[Saved entries]
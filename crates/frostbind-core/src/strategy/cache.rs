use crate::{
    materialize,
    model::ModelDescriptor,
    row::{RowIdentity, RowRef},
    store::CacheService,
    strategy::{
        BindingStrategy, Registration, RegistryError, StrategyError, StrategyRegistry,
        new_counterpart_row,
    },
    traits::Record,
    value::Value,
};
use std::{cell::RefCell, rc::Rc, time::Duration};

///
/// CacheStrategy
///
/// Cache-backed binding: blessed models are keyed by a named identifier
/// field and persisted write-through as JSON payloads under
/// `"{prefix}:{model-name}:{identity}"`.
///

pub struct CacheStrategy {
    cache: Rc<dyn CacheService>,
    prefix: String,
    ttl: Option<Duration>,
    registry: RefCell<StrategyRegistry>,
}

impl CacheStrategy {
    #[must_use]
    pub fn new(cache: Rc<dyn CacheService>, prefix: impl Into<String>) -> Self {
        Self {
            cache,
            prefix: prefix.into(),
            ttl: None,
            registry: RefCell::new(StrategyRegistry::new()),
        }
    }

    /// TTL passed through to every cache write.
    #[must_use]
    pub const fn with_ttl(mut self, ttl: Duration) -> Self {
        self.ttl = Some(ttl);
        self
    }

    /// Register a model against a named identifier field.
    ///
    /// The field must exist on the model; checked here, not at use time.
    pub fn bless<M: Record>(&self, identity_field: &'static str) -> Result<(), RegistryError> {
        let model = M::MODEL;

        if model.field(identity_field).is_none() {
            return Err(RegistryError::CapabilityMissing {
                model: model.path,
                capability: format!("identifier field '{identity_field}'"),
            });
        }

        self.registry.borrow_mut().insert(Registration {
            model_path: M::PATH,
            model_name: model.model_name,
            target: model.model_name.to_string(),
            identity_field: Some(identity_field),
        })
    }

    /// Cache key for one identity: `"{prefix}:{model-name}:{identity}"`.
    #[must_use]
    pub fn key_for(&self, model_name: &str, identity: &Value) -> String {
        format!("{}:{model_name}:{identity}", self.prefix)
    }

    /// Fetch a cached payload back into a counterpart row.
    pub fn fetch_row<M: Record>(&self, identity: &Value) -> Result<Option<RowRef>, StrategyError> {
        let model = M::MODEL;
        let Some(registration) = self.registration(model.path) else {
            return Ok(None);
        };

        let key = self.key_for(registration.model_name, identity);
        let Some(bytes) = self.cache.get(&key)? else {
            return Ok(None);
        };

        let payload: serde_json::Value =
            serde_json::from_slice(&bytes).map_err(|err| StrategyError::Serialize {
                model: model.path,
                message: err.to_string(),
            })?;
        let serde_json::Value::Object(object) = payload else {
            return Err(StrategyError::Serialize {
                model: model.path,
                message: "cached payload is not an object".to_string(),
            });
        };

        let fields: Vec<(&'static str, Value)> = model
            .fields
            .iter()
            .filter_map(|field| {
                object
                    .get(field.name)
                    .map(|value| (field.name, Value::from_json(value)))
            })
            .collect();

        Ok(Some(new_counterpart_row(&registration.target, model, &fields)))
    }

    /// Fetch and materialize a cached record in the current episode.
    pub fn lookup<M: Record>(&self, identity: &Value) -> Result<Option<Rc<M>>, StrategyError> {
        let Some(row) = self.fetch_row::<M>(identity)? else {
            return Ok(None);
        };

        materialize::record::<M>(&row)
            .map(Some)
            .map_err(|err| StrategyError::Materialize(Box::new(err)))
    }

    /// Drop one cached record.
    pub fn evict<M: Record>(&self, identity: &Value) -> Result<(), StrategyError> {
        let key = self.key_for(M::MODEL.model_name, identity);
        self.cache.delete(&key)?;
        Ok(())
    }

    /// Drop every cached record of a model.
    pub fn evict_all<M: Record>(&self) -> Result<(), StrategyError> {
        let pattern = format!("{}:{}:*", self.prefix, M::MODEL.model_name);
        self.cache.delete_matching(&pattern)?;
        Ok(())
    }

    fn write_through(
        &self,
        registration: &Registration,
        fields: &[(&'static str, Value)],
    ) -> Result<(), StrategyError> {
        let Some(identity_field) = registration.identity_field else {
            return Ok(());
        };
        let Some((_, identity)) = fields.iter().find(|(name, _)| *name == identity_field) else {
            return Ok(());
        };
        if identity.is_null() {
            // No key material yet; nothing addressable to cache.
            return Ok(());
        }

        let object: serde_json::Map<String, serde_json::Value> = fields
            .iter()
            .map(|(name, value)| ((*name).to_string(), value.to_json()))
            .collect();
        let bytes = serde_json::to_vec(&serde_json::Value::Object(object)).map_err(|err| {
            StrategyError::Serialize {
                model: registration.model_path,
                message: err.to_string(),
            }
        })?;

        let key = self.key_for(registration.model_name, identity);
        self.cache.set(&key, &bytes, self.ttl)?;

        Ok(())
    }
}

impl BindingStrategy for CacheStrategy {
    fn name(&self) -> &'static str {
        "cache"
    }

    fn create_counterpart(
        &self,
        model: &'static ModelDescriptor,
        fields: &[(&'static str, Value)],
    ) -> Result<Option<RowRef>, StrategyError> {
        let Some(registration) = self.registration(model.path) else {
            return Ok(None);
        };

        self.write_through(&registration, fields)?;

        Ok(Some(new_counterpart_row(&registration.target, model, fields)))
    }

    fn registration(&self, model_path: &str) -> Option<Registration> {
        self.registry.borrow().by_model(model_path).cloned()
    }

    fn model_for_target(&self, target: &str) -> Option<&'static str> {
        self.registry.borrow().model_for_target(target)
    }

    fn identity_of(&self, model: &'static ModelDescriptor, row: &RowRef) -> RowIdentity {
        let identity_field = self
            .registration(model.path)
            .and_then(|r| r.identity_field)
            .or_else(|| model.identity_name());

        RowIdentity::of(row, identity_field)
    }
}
---
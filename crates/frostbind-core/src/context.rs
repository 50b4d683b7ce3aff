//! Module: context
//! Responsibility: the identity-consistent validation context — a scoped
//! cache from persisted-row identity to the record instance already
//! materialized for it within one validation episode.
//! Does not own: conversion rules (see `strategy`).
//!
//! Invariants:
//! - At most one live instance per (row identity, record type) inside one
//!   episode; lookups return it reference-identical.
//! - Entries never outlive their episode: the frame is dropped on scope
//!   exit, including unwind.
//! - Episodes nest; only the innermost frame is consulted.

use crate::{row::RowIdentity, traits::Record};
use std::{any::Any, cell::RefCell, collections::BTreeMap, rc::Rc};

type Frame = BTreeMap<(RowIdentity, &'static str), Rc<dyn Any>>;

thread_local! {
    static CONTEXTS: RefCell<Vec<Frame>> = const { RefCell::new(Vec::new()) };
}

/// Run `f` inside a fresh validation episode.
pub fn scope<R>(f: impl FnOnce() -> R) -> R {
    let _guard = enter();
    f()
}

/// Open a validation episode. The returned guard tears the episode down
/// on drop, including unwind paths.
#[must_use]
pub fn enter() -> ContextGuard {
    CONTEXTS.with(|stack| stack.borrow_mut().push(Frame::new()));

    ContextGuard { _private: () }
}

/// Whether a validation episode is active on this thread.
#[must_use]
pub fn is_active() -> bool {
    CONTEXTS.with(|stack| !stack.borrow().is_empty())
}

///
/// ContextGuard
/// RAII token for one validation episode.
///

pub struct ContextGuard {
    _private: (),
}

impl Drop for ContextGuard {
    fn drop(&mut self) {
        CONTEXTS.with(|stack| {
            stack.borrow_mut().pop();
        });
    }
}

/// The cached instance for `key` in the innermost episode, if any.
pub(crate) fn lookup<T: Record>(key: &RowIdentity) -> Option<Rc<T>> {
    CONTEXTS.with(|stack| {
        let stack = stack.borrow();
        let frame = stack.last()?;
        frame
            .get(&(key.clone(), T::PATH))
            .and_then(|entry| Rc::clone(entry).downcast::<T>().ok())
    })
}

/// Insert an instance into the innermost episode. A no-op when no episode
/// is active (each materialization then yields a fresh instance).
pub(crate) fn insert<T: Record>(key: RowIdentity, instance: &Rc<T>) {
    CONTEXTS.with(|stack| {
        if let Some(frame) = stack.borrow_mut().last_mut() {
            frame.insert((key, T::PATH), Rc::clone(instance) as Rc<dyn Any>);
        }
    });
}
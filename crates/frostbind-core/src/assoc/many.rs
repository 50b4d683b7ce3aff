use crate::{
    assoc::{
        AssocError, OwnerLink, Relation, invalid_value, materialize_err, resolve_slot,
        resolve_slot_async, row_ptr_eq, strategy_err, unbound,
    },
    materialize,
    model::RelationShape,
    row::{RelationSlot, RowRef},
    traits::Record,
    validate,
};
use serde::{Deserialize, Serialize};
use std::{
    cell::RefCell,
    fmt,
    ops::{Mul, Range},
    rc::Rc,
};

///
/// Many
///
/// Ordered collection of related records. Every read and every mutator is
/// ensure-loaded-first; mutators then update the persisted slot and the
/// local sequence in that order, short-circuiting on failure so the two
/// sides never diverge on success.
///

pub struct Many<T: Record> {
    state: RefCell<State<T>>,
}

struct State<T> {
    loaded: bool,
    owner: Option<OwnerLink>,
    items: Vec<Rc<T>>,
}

## Problem
Wherever the string "RowIdentity" appears in the entries above, return the line it appears on.

## Your solution
    row::{RowIdentity, RowRef},
    fn identity_of(&self, model: &'static ModelDescriptor, row: &RowRef) -> RowIdentity {
        RowIdentity::of(row, identity_field)
use crate::{row::RowIdentity, traits::Record};
type Frame = BTreeMap<(RowIdentity, &'static str), Rc<dyn Any>>;
pub(crate) fn lookup<T: Record>(key: &RowIdentity) -> Option<Rc<T>> {
pub(crate) fn insert<T: Record>(key: RowIdentity, instance: &Rc<T>) {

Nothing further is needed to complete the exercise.